Early morning. A tennis court. A young player, his coach. Feelings that can no longer stay in the dark.

Work Text:

Juan Carlos had always loved early mornings on the practice court, before the journalists, before the noise, before the world remembered to look. It was the only time of day that still felt his.

But lately, even the mornings had changed.

Because now, when he arrived before sunrise, Carlos was already there.

The kid, though nineteen was hardly a kid anymore, would be hitting soft forehands into the quiet air, hair still messy from sleep, the faintest smile tugging at his lips. Every sound seemed gentler around him. The rustle of trees, the bounce of the ball, even the hum of Juan Carlos’s own heartbeat.

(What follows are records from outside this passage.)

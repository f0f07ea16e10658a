use futures::future::BoxFuture;
use tracing::info;

use certflow_core::error::{CertflowError, Result};
use certflow_core::node::NodeKind;
use certflow_core::registry::{NotificationProviderType, ProviderFactoryOptions};

use super::NodeExecutor;
use crate::context::{NodeExecutionContext, NodeExecutionResult};

/// bizNotify: send a subject and message through a notifier.
pub struct NotifyExecutor;

impl NodeExecutor for NotifyExecutor {
    fn execute<'a>(
        &'a self,
        ctx: NodeExecutionContext<'a>,
    ) -> BoxFuture<'a, Result<NodeExecutionResult>> {
        Box::pin(async move {
            let NodeKind::BizNotify(cfg) = &ctx.node.kind else {
                return Err(CertflowError::Config("not a bizNotify node".into()));
            };
            if cfg.skip_on_all_prev_skipped && ctx.run.all_prior_biz_skipped() {
                return Ok(NodeExecutionResult::skipped(
                    "all previous nodes were skipped",
                    vec![],
                ));
            }
            if cfg.provider.is_empty() {
                return Err(CertflowError::Config("notify provider is required".into()));
            }

            let services = ctx.services();
            let options = ProviderFactoryOptions::new(
                services.access_config(&cfg.provider_access_id).await?,
                cfg.provider_config.clone(),
            );
            let notifier = services
                .registries
                .notifiers
                .create(&NotificationProviderType::new(cfg.provider.clone()), &options)?;

            info!(node_id = %ctx.node.id, provider = %cfg.provider, "Sending notification");
            ctx.run
                .cancellable(notifier.notify(&cfg.subject, &cfg.message))
                .await?;
            Ok(NodeExecutionResult {
                message: Some("notification sent".into()),
                ..NodeExecutionResult::completed()
            })
        })
    }
}
use std::net::SocketAddr;

use futures::future::BoxFuture;
use tracing::debug;

use certflow_core::error::{CertflowError, Result};
use certflow_core::traits::{MonitorProbe, MonitorTarget, ProbeObservation};

use crate::inspector::X509Inspector;
use crate::util::HttpSettings;

/// Connects to `host:port` with `domain` as the server name and reports the
/// leaf certificate the server presents. Certificate verification is off so
/// expired or self-signed certificates are still observed.
pub struct TlsProbe {
    http: HttpSettings,
}

impl TlsProbe {
    pub fn new(http: HttpSettings) -> Self {
        Self { http }
    }

    async fn resolve(target: &MonitorTarget) -> Result<SocketAddr> {
        tokio::net::lookup_host((target.host.as_str(), target.port))
            .await
            .map_err(|e| {
                CertflowError::provider("monitor", format!("cannot resolve '{}': {e}", target.host))
            })?
            .next()
            .ok_or_else(|| {
                CertflowError::provider("monitor", format!("no address for '{}'", target.host))
            })
    }
}

pub(crate) fn probe_url(target: &MonitorTarget) -> String {
    let path = target.path.trim();
    let path = if path.is_empty() || path.starts_with('/') {
        path.to_string()
    } else {
        format!("/{path}")
    };
    format!("https://{}:{}{}", target.domain, target.port, path)
}

impl MonitorProbe for TlsProbe {
    fn probe<'a>(&'a self, target: &'a MonitorTarget) -> BoxFuture<'a, Result<ProbeObservation>> {
        Box::pin(async move {
            let addr = Self::resolve(target).await?;
            let client = reqwest::Client::builder()
                .timeout(self.http.timeout)
                .user_agent(&self.http.user_agent)
                .danger_accept_invalid_certs(true)
                .tls_info(true)
                .resolve(&target.domain, addr)
                .build()
                .map_err(|e| CertflowError::Http(format!("Failed to create HTTP client: {}", e)))?;

            let url = probe_url(target);
            debug!(url = %url, addr = %addr, "Probing TLS endpoint");

            let response = client
                .head(&url)
                .send()
                .await
                .map_err(|e| {
                    CertflowError::provider("monitor", format!("request to {url} failed: {e}"))
                })?;

            let der = response
                .extensions()
                .get::<reqwest::tls::TlsInfo>()
                .and_then(|info| info.peer_certificate())
                .map(|der| der.to_vec());

            let certificate = match der {
                Some(der) => Some(X509Inspector::inspect_der(&der)?),
                None => None,
            };
            Ok(ProbeObservation { certificate })
        })
    }
}

#[cfg(test)]
mod tests {
    use super::*;

    #[test]
    fn test_probe_url() {
        let mut target = MonitorTarget {
            host: "10.0.0.1".into(),
            port: 8443,
            domain: "example.com".into(),
            path: String::new(),
        };
        assert_eq!(probe_url(&target), "https://example.com:8443");
        target.path = "health".into();
        assert_eq!(probe_url(&target), "https://example.com:8443/health");
        target.path = "/status?x=1".into();
        assert_eq!(probe_url(&target), "https://example.com:8443/status?x=1");
    }
}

Sometimes, he would stand for a minute before announcing his presence, just watching him. It was dangerous, he knew it. The kind of quiet danger that felt too much like peace.

That morning, Carlos turned first. “You’re late,” he said, grinning.

The coach smirked. “You’re early.”

“Couldn’t sleep.”

He tossed him a ball and they began to rally. Slow, measured, rhythmic exchanges. The light was still pale, soft as milk, stretching long shadows across the clay. Juan Carlos’s shoulder ached, his knees protested, but watching the young player move in that light, effortless and fearless way made something deep in him feel young again. He loved it. He hated it. He really loved it.

After a while, Carlos stopped, resting on his racket. “Do you ever miss it?”

“Miss what?”

“Playing. Competing. Being out there.”

The older man hesitated. “Sometimes. But not like you think. I don’t miss the pressure. Or the noise. Even less the obligations. I miss that feeling of... belonging somewhere. Of knowing why I woke up every morning.”

Carlos looked at him quietly for a long time. His eyes, shy, thoughtful, searched his coach's face as if trying to read the spaces between his words. There was admiration there, yes, but also a tenderness that made Juan Carlos want to look away.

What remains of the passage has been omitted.